* **Directions for this task**
Search the records for lines that contain the word "username". Copy them all.

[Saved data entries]
* * * * * * * * *

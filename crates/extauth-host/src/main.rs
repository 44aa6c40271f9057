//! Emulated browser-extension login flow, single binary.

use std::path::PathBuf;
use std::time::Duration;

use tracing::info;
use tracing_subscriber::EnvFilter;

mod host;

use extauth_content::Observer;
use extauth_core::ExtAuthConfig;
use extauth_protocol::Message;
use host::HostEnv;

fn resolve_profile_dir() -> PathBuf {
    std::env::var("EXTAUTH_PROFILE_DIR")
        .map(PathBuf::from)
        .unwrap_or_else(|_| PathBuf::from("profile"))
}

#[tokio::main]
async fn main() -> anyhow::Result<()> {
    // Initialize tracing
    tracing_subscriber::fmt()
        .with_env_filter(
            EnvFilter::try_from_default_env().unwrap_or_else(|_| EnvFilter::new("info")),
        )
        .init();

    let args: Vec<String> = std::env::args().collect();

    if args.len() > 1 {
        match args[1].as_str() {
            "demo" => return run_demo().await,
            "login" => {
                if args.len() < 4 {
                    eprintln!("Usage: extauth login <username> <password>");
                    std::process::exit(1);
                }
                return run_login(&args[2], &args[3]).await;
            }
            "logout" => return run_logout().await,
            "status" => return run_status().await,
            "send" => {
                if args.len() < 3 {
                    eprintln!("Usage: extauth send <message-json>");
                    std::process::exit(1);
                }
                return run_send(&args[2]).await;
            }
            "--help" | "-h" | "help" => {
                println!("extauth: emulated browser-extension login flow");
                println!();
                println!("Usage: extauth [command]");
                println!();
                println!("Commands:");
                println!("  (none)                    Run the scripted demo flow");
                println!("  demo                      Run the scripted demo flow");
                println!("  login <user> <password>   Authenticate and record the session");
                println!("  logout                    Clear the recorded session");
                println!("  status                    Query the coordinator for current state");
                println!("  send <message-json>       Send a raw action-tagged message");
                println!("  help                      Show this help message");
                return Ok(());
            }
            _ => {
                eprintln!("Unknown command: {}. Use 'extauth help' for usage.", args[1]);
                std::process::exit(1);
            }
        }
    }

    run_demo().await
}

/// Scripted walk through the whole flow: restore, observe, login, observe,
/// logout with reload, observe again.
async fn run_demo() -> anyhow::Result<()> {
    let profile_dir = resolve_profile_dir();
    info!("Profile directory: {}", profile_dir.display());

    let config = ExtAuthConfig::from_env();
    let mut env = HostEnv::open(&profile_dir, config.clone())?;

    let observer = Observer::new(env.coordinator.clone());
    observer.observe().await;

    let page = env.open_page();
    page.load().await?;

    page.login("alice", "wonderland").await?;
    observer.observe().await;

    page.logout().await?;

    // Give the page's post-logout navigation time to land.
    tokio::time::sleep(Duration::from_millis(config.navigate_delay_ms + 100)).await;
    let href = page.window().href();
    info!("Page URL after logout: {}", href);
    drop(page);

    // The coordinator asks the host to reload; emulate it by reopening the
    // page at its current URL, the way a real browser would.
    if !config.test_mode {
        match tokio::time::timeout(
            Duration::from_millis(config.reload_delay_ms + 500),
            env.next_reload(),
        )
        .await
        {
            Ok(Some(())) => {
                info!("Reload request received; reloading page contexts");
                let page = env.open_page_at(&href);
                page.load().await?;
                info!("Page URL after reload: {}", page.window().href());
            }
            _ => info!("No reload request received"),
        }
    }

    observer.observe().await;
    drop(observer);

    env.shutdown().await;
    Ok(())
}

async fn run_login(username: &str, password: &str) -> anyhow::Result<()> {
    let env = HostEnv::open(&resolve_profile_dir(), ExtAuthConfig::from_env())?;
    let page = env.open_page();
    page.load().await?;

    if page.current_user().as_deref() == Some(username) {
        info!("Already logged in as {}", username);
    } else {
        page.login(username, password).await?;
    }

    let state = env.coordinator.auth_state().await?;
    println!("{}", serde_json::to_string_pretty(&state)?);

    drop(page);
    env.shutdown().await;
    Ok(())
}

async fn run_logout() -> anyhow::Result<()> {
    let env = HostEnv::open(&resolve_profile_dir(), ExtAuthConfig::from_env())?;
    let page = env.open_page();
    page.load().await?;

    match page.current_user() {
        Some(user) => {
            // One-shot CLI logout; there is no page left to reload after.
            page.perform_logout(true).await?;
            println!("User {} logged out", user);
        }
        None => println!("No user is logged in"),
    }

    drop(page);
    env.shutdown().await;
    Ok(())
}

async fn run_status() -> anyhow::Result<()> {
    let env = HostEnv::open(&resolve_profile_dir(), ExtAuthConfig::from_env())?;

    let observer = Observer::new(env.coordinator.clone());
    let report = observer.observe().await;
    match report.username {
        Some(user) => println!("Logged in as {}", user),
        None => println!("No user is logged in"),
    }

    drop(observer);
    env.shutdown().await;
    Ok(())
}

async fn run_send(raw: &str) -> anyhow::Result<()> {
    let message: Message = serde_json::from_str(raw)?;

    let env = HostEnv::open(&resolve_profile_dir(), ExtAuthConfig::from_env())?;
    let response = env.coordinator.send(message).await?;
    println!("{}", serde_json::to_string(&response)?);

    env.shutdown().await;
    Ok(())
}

* * * * * * * * *

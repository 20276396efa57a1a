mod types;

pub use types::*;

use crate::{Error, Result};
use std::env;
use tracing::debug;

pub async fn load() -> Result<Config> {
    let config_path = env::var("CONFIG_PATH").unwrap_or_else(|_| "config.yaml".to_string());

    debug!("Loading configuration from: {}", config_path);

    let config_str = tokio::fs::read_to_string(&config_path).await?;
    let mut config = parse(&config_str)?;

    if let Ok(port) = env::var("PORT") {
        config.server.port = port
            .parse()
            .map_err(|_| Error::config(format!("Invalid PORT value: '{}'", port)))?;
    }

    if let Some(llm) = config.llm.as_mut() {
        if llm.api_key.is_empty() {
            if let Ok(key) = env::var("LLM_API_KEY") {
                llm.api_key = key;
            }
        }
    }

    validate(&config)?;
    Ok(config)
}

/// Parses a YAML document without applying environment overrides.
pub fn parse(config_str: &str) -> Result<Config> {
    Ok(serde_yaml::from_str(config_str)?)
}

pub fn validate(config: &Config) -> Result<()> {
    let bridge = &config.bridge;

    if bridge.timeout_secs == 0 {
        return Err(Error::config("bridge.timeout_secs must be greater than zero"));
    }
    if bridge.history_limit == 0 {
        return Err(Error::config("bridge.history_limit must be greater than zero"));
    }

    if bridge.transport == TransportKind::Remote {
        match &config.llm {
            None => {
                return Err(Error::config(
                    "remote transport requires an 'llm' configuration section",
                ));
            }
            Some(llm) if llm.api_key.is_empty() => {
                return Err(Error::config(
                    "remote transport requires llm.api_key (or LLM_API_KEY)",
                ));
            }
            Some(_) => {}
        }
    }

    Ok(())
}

* * * * * * * * *

* **Answer to this task**
                    eprintln!("Usage: extauth login <username> <password>");
async fn run_login(username: &str, password: &str) -> anyhow::Result<()> {
    if page.current_user().as_deref() == Some(username) {
        info!("Already logged in as {}", username);
        page.login(username, password).await?;
    match report.username {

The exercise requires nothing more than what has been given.